DATA FOR REVIEW:
============
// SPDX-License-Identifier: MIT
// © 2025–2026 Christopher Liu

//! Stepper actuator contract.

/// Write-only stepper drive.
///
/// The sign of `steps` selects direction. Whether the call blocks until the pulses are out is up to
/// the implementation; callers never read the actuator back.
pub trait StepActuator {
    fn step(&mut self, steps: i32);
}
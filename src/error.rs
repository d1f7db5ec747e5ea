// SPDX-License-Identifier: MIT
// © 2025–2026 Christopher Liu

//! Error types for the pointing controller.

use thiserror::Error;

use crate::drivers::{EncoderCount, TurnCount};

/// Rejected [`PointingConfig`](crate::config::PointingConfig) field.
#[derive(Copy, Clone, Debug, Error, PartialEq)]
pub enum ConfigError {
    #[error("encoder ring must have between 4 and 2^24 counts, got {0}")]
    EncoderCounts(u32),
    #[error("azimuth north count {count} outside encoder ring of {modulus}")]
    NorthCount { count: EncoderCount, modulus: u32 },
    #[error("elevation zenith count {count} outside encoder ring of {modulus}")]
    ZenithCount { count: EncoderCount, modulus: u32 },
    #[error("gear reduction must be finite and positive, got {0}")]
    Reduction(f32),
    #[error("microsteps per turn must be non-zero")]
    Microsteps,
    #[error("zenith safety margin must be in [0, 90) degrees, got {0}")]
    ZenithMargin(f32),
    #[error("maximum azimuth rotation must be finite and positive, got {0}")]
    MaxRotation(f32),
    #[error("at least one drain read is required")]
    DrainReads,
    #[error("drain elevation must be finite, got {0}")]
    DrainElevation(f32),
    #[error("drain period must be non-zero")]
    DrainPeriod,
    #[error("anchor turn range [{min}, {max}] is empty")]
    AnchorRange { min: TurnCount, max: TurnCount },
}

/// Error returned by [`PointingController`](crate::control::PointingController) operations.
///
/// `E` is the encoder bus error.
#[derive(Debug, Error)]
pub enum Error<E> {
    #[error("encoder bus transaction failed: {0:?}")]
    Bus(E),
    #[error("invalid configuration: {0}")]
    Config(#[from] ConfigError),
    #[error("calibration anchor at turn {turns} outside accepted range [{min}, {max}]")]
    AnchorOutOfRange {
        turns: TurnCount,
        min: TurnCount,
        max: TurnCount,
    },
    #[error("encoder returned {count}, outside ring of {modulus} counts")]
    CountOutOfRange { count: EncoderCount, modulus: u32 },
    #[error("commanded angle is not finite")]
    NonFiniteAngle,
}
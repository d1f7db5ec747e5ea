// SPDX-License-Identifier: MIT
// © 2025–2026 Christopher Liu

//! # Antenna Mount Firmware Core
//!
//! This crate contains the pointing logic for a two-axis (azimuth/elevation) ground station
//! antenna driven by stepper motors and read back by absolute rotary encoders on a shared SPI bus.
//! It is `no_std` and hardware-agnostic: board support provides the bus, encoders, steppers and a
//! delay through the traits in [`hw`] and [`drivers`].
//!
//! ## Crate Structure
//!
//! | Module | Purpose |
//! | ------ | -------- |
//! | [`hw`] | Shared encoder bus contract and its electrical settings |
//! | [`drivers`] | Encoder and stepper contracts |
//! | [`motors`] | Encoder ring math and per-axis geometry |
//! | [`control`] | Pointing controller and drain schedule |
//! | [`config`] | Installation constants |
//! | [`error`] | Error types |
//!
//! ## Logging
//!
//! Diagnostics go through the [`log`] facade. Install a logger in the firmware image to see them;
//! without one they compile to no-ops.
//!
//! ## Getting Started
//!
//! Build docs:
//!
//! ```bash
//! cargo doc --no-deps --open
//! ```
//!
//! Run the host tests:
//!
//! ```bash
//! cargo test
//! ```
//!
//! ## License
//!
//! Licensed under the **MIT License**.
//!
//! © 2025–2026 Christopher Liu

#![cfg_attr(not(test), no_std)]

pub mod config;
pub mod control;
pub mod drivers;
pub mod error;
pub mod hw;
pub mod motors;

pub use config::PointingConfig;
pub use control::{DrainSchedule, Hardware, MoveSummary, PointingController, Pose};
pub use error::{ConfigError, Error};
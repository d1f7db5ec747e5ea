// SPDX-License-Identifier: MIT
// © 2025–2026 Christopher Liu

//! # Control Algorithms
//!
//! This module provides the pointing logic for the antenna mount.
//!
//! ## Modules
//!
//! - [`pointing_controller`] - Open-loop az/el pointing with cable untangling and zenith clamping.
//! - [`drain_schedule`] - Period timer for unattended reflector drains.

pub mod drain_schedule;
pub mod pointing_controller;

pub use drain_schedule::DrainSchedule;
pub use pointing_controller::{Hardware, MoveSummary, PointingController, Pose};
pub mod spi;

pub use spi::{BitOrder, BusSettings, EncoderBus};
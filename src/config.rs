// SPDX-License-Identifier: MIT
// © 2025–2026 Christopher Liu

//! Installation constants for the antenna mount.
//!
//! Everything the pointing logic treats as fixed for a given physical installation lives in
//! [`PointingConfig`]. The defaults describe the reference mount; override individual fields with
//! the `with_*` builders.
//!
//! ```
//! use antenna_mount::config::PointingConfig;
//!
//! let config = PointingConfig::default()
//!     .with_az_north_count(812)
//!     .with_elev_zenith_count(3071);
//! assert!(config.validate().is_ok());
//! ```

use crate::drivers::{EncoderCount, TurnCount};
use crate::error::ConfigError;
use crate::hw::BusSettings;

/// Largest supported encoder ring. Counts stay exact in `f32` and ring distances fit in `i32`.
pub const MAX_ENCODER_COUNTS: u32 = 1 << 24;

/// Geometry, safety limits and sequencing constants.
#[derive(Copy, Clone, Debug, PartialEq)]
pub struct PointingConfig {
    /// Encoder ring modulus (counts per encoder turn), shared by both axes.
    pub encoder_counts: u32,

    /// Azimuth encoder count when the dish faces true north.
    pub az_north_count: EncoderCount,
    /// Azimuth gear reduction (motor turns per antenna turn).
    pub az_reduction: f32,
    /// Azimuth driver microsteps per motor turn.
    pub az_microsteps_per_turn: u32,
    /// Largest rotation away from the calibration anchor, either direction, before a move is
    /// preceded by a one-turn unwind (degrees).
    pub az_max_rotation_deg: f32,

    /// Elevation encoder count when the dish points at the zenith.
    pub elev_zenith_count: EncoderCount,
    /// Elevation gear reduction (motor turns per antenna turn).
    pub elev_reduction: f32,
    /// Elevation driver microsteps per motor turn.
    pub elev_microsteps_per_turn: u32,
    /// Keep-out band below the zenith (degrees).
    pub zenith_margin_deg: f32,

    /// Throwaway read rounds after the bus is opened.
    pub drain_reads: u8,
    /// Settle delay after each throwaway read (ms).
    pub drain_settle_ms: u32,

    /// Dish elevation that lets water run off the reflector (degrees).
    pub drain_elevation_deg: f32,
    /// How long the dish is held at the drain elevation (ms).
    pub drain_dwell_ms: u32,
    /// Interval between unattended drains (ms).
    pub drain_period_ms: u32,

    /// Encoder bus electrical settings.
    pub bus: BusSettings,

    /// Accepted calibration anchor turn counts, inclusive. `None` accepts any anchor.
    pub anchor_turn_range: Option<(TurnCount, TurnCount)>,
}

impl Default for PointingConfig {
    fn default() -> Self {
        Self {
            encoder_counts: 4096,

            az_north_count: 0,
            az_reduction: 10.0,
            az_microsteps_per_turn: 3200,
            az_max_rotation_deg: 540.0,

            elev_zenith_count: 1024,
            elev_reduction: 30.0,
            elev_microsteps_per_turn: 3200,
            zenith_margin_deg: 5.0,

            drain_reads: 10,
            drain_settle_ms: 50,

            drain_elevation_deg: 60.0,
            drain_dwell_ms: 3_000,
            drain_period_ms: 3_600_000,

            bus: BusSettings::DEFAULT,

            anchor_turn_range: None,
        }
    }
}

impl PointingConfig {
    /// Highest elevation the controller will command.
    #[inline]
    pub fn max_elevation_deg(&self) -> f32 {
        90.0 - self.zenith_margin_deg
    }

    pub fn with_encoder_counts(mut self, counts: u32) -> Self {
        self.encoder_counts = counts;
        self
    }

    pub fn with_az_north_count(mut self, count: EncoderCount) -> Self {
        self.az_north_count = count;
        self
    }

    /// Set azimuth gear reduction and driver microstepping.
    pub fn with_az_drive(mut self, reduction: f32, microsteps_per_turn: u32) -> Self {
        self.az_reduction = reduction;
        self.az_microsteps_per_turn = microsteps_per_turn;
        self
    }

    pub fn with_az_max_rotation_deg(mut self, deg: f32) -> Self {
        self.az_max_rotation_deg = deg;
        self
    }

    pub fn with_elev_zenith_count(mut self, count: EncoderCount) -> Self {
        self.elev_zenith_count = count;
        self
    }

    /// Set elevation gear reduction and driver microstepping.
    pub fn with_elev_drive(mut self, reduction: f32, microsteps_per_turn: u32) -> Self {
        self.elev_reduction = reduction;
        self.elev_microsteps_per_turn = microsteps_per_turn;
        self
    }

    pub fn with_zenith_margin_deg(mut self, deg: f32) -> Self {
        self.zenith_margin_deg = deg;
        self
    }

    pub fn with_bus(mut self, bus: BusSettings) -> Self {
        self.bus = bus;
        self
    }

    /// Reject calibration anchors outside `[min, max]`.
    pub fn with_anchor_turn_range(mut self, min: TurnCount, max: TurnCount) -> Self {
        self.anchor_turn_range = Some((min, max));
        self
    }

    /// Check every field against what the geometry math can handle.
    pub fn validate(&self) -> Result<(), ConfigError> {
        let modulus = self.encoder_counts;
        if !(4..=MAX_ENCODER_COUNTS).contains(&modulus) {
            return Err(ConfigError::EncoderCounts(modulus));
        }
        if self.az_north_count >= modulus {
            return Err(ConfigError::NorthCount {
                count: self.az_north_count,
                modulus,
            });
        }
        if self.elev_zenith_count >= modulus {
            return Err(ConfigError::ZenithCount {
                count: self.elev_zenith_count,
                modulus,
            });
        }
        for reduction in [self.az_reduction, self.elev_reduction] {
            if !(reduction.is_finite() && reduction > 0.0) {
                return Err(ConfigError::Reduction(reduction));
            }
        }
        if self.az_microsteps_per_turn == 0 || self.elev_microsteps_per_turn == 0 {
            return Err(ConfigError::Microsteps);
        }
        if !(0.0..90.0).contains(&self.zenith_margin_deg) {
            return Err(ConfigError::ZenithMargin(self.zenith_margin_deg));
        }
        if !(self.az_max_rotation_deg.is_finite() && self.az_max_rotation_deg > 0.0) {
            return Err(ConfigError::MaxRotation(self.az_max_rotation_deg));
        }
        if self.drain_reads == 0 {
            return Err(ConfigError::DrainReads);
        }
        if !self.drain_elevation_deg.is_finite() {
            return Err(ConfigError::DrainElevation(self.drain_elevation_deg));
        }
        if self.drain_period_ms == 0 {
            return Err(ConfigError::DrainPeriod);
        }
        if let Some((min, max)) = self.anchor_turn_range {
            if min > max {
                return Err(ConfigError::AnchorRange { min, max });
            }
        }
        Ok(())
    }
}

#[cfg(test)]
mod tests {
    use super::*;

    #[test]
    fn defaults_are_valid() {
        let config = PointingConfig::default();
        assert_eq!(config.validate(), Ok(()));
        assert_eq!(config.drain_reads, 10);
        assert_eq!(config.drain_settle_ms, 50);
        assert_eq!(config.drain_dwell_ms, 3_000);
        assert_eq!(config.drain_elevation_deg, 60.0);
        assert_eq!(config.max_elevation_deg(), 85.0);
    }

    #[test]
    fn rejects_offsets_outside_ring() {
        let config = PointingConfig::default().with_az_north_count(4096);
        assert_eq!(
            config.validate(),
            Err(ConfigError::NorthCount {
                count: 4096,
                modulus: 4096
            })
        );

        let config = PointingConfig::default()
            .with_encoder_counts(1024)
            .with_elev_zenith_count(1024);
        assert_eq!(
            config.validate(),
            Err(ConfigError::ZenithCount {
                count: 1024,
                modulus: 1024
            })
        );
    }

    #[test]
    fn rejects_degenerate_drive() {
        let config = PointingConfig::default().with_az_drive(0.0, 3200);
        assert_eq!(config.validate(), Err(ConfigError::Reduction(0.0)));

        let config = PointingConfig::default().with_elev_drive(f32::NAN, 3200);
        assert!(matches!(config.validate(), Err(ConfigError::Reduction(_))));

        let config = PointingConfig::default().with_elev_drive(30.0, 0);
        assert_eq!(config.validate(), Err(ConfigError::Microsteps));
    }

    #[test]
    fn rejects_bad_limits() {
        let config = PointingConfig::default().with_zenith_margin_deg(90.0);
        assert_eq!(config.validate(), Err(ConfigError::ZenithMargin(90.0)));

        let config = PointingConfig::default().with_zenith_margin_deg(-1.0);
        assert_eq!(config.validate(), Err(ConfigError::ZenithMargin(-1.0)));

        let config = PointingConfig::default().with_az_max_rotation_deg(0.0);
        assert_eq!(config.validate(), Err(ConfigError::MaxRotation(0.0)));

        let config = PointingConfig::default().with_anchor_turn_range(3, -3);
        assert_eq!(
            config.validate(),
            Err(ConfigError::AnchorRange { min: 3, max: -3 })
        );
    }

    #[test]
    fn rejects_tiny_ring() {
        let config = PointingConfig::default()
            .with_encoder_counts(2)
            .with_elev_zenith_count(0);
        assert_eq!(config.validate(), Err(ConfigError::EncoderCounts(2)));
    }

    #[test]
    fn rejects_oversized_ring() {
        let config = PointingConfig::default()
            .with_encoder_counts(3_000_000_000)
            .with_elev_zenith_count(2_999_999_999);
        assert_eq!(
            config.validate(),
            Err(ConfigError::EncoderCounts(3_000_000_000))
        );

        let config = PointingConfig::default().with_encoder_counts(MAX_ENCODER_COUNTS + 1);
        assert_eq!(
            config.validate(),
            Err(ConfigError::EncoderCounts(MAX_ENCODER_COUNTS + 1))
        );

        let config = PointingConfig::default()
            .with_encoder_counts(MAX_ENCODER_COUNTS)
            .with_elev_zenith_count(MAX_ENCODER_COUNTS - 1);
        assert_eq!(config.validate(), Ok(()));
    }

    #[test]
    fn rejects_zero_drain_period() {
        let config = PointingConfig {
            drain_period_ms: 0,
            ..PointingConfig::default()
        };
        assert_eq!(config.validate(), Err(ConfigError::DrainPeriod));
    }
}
============
PROBLEM TO SOLVE: In the listing above, find the line with "pub fn with_zenith_margin_deg(mut" and the line with "math can handle.", then reproduce both and every line between them exactly.

COMPLETED TASK:
    pub fn with_zenith_margin_deg(mut self, deg: f32) -> Self {
        self.zenith_margin_deg = deg;
        self
    }

    pub fn with_bus(mut self, bus: BusSettings) -> Self {
        self.bus = bus;
        self
    }

    /// Reject calibration anchors outside `[min, max]`.
    pub fn with_anchor_turn_range(mut self, min: TurnCount, max: TurnCount) -> Self {
        self.anchor_turn_range = Some((min, max));
        self
    }

    /// Check every field against what the geometry math can handle.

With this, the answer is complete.